Jessica Rossi, campionessa olimpica nel trap a Londra 2012 e portabandiera nell’ultima rassegna a cinque cerchi, si racconta ai nostri microfoni.

Jessica Rossi, con il tricolore, nel salone d’onore del CONI. (Foto: profilo Facebook ufficiale Jessica Rossi)

Quanto è stato importante il titolo italiano vinto a Battuda (PV) lo scorso settembre?

Il titolo italiano è sempre importante e, in questo senso, è stato una conferma di quello che avevo fatto. In realtà già lo sapevo, la forma c’era, ad ulteriore riprova di quanto fosse stata ben impostata la preparazione in ottica olimpica. L’Olimpiade è andata così, è mancato un piattello. Di questo si è trattato. Il titolo nazionale è stato poi disputato quasi due mesi dopo Tokyo e anche lì ho dimostrato di essere competitiva. Subito dopo l’Olimpiade mi sono fermata per riposarmi e poi, successivamente, ho ripreso gli allenamenti per le ultime gare stagionali. Occorre anche sottolineare l’altissimo livello di competitività che c’è nel nostro campionato. Ci sono tiratrici e tiratori di grande livello, che poi competono meritatamente nel circuito internazionale.

Cosa significa fare la portabandiera per un Paese come l’Italia, in uno scenario vuoto come quello dello stadio di Tokyo, alla luce anche delle iniziali problematiche con il CIO sul nostro inno e sul nostro vessillo?

Per me poter fare da portabandiera è stato un onore immenso. Sicuramente entrare nello stadio vuoto è stato impattante. Sapevamo comunque qual era il motivo per cui lo stadio era vuoto. Tutto il mondo, comunque, era collegato con noi e con lo stadio per poter assistere a quello spettacolo. E’ stata un’emozione unica, rappresentare l’Italia lì è stato un simbolo di rinascita. Nella vita di un atleta non capita a tutti, e di questo ne sono pienamente cosciente.

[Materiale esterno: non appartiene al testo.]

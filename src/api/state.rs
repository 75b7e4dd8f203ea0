//! Application state for the service score API.

use std::sync::Arc;

use crate::config::ConfigLoader;

/// Shared application state.
///
/// Holds only the immutable configuration. Calendars are never shared between
/// requests; each handler builds its own rule set.
#[derive(Clone)]
pub struct AppState {
    config: Arc<ConfigLoader>,
}

impl AppState {
    /// Creates a new application state with the given configuration loader.
    pub fn new(config: ConfigLoader) -> Self {
        Self {
            config: Arc::new(config),
        }
    }

    /// Returns a reference to the configuration loader.
    pub fn config(&self) -> &ConfigLoader {
        &self.config
    }
}

#[cfg(test)]
mod tests {
    use super::*;

    #[test]
    fn test_app_state_is_clone() {
        fn assert_clone<T: Clone>() {}
        assert_clone::<AppState>();
    }

    #[test]
    fn test_clones_share_configuration() {
        let state = AppState::new(ConfigLoader::load("./config/hizmet_puani").unwrap());
        let other = state.clone();
        assert!(std::ptr::eq(state.config(), other.config()));
    }
}
//! Configuration types for the service score engine.
//!
//! This module contains the strongly-typed configuration structures that
//! are deserialized from YAML configuration files.

use std::collections::{BTreeMap, HashMap};

use chrono::Weekday;
use rust_decimal::Decimal;
use serde::Deserialize;

use crate::models::{AwardRank, ExceptionRange};

/// Engine-wide settings from `engine.yaml`.
#[derive(Debug, Clone, Deserialize)]
pub struct EngineSettings {
    /// The human-readable name of the engine configuration.
    pub name: String,
    /// The version or academic year of the configuration.
    pub version: String,
    /// The regulation the point tables follow.
    pub regulation: String,
    /// The weekly non-working days.
    pub weekend: Vec<Weekday>,
    /// Target business days per year used for the sanity-check warning.
    pub expected_days_per_year: Decimal,
    /// The academic year whose calendar is used when a request has none.
    pub default_calendar: String,
}

/// Daily point table from `points.yaml`.
#[derive(Debug, Clone, Deserialize)]
pub struct PointsConfig {
    /// Map of region → service area → daily point rate.
    pub daily_points: BTreeMap<u8, BTreeMap<u8, Decimal>>,
}

/// Boarding duty rates per duty.
#[derive(Debug, Clone, Deserialize)]
pub struct BoardingDutyRates {
    /// Regional boarding or special education schools.
    pub special: Decimal,
    /// Other dormitories.
    pub other: Decimal,
}

/// EBA/İÇYS digital content rates.
#[derive(Debug, Clone, Deserialize)]
pub struct DigitalContentRates {
    /// Points per scenario turned into e-content.
    pub scenario: Decimal,
    /// Points per e-content produced.
    pub content: Decimal,
    /// Maximum count of each kind per calendar year.
    pub yearly_cap: u32,
}

/// Provincial subject committee rates.
#[derive(Debug, Clone, Deserialize)]
pub struct SubjectCommitteeRates {
    /// Points per year served.
    pub per_year: Decimal,
    /// Maximum number of years counted.
    pub max_years: u32,
}

/// Student award points by service area group.
#[derive(Debug, Clone, Deserialize)]
pub struct StudentAwardPoints {
    /// Points in service areas 1–3.
    pub areas_1_3: Decimal,
    /// Points in service areas 4–6.
    pub areas_4_6: Decimal,
}

/// Bonus rates and caps from `bonuses.yaml`.
#[derive(Debug, Clone, Deserialize)]
pub struct BonusRates {
    /// Boarding duty rates.
    pub boarding_duty: BoardingDutyRates,
    /// Points per month of support courses.
    pub support_course_per_month: Decimal,
    /// Points per month of remedial training.
    pub remedial_per_month: Decimal,
    /// Digital content rates.
    pub digital_content: DigitalContentRates,
    /// Subject committee rates.
    pub subject_committee: SubjectCommitteeRates,
    /// Student award table.
    pub student_award: HashMap<AwardRank, StudentAwardPoints>,
    /// Teacher award table.
    pub teacher_award: HashMap<AwardRank, Decimal>,
}

/// A seed calendar file under `calendars/`.
#[derive(Debug, Clone, Deserialize)]
pub struct CalendarConfig {
    /// The academic year label (e.g. "2025-2026").
    pub academic_year: String,
    /// The exception ranges, in order.
    pub ranges: Vec<ExceptionRange>,
}

/// The complete engine configuration loaded from YAML files.
#[derive(Debug, Clone)]
pub struct EngineConfig {
    settings: EngineSettings,
    points: PointsConfig,
    bonuses: BonusRates,
    /// Seed calendars keyed by academic year.
    calendars: BTreeMap<String, CalendarConfig>,
}

impl EngineConfig {
    /// Creates a new EngineConfig from its component parts.
    pub fn new(
        settings: EngineSettings,
        points: PointsConfig,
        bonuses: BonusRates,
        calendars: Vec<CalendarConfig>,
    ) -> Self {
        let calendars = calendars
            .into_iter()
            .map(|c| (c.academic_year.clone(), c))
            .collect();
        Self {
            settings,
            points,
            bonuses,
            calendars,
        }
    }

    /// Returns the engine settings.
    pub fn settings(&self) -> &EngineSettings {
        &self.settings
    }

    /// Returns the daily point table.
    pub fn points(&self) -> &PointsConfig {
        &self.points
    }

    /// Returns the bonus rates.
    pub fn bonuses(&self) -> &BonusRates {
        &self.bonuses
    }

    /// Returns all seed calendars keyed by academic year.
    pub fn calendars(&self) -> &BTreeMap<String, CalendarConfig> {
        &self.calendars
    }
}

Lei, con la sua dichiarazione nel post gara olimpico a Tokyo ha dato risalto al merito sportivo e all’etica dello sport, pensa che in tanti abbiano colto questo messaggio?

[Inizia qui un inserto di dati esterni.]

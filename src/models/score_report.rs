//! Score report models.
//!
//! This module contains the [`ScoreReport`] type and its associated structures
//! that capture every output of a score calculation: per-assignment lines,
//! per-year summaries, bonus lines, totals and warnings.

use chrono::{DateTime, Utc};
use rust_decimal::Decimal;
use serde::{Deserialize, Serialize};
use uuid::Uuid;

use super::{ExceptionRange, ServicePeriod};

/// Base points earned at one assignment.
#[derive(Debug, Clone, PartialEq, Eq, Serialize, Deserialize)]
pub struct AssignmentLine {
    /// The year the service is reported under.
    pub year: i32,
    /// The school or institution name.
    pub school: String,
    /// Development region.
    pub region: u8,
    /// Service area.
    pub area: u8,
    /// The daily point rate for the region/area pair (zero if unknown).
    pub daily_points: Decimal,
    /// Business days served (zero if the range could not be read).
    pub business_days: Decimal,
    /// `daily_points × business_days`.
    pub base_points: Decimal,
    /// The service length as entered.
    pub period: ServicePeriod,
}

/// Base points aggregated over all assignments of one year.
#[derive(Debug, Clone, PartialEq, Eq, Serialize, Deserialize)]
pub struct YearSummary {
    /// The year.
    pub year: i32,
    /// Total business days in the year.
    pub business_days: Decimal,
    /// Total base points in the year.
    pub base_points: Decimal,
}

/// The bonus categories.
#[derive(Debug, Clone, Copy, PartialEq, Eq, Hash, Serialize, Deserialize)]
#[serde(rename_all = "snake_case")]
pub enum BonusCategory {
    /// Boarding duty (belletici).
    BoardingDuty,
    /// Support and training courses (DYK/İYEP).
    SupportCourse,
    /// Remedial/support training (telafi/destek).
    RemedialTraining,
    /// Student competition award.
    StudentAward,
    /// The teacher's own award.
    TeacherAward,
    /// EBA/İÇYS digital content.
    DigitalContent,
    /// Provincial subject committee chair (il zümre).
    SubjectCommittee,
    /// Manually entered extra points.
    ManualExtra,
}

impl BonusCategory {
    /// Returns the Turkish display label.
    pub fn label(&self) -> &'static str {
        match self {
            BonusCategory::BoardingDuty => "Belletici",
            BonusCategory::SupportCourse => "DYK/İYEP",
            BonusCategory::RemedialTraining => "Telafi/Destek",
            BonusCategory::StudentAward => "Öğrenci Yarışması",
            BonusCategory::TeacherAward => "Öğretmen Derecesi",
            BonusCategory::DigitalContent => "EBA/İÇYS",
            BonusCategory::SubjectCommittee => "İl Zümre",
            BonusCategory::ManualExtra => "Manuel Ek",
        }
    }
}

/// Points awarded in one bonus category.
#[derive(Debug, Clone, PartialEq, Eq, Serialize, Deserialize)]
pub struct BonusLine {
    /// The category.
    pub category: BonusCategory,
    /// The display label of the category.
    pub label: String,
    /// The points awarded (after caps).
    pub amount: Decimal,
    /// Whether a regulatory cap reduced the amount.
    pub cap_applied: bool,
    /// Human-readable explanation of the amount.
    pub reasoning: String,
}

/// A warning generated while building a report.
///
/// Warnings flag inputs that were capped, ignored or defaulted; they never stop
/// the report from being produced.
#[derive(Debug, Clone, PartialEq, Eq, Serialize, Deserialize)]
pub struct ReportWarning {
    /// A code identifying the type of warning.
    pub code: String,
    /// A human-readable description of the warning.
    pub message: String,
}

impl ReportWarning {
    /// Creates a warning.
    pub fn new(code: impl Into<String>, message: impl Into<String>) -> Self {
        Self {
            code: code.into(),
            message: message.into(),
        }
    }
}

/// Report totals.
#[derive(Debug, Clone, PartialEq, Eq, Serialize, Deserialize)]
pub struct ScoreTotals {
    /// Sum of all base points.
    pub base_total: Decimal,
    /// Sum of all bonus lines.
    pub bonus_total: Decimal,
    /// `base_total + bonus_total`.
    pub grand_total: Decimal,
}

/// The complete result of a score calculation.
///
/// # Example
///
/// ```
/// use hizmet_puani::models::{ScoreReport, ScoreTotals};
/// use chrono::Utc;
/// use rust_decimal::Decimal;
/// use uuid::Uuid;
///
/// let report = ScoreReport {
///     report_id: Uuid::new_v4(),
///     timestamp: Utc::now(),
///     engine_version: "0.1.0".to_string(),
///     assignments: vec![],
///     years: vec![],
///     bonuses: vec![],
///     totals: ScoreTotals {
///         base_total: Decimal::ZERO,
///         bonus_total: Decimal::ZERO,
///         grand_total: Decimal::ZERO,
///     },
///     warnings: vec![],
///     calendar: vec![],
///     duration_us: 0,
/// };
/// assert!(report.warning_codes().is_empty());
/// ```
#[derive(Debug, Clone, PartialEq, Eq, Serialize, Deserialize)]
pub struct ScoreReport {
    /// Unique identifier for this report.
    pub report_id: Uuid,
    /// When the report was produced.
    pub timestamp: DateTime<Utc>,
    /// The engine version that produced the report.
    pub engine_version: String,
    /// One line per assignment, in input order.
    pub assignments: Vec<AssignmentLine>,
    /// One summary per year, ascending.
    pub years: Vec<YearSummary>,
    /// One line per bonus category.
    pub bonuses: Vec<BonusLine>,
    /// Totals.
    pub totals: ScoreTotals,
    /// Warnings in the order they were raised.
    pub warnings: Vec<ReportWarning>,
    /// The calendar exceptions the business days were counted with.
    pub calendar: Vec<ExceptionRange>,
    /// Time taken to build the report in microseconds.
    pub duration_us: u64,
}

impl ScoreReport {
    /// Returns the warning codes in order.
    pub fn warning_codes(&self) -> Vec<&str> {
        self.warnings.iter().map(|w| w.code.as_str()).collect()
    }
}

Spero di sì. Da parte mia ho fatto di tutto per essere lì. E’ mancato qualcosa. Sicuramente possiamo cercare perché è mancato quel qualcosa, ma io ero comunque lì a giocarmela fino in fondo. Il regolamento è cambiato da Rio a Tokyo. Nel 2016 mi sono qualificata per la finale con un 69/75, a Tokyo con 119/125 non mi sono qualificata alla finale, da questi numeri si può capire molto. Siamo passate da tre serie da 25 piattelli l’una nelle qualificazioni di Rio a cinque serie sempre da 25 l’una a Tokyo. Poi, nel nostro sport ci sono tante variabili, a partire dal campo gara, d’altronde siamo uno sport all’aria aperta. Ritengo che le altre nazioni siano arrivate più pronte. Prima l’exploit era ravvisabile in due, tre casi, ora non è più così.

Che bilancio dà al suo 2021 sportivo?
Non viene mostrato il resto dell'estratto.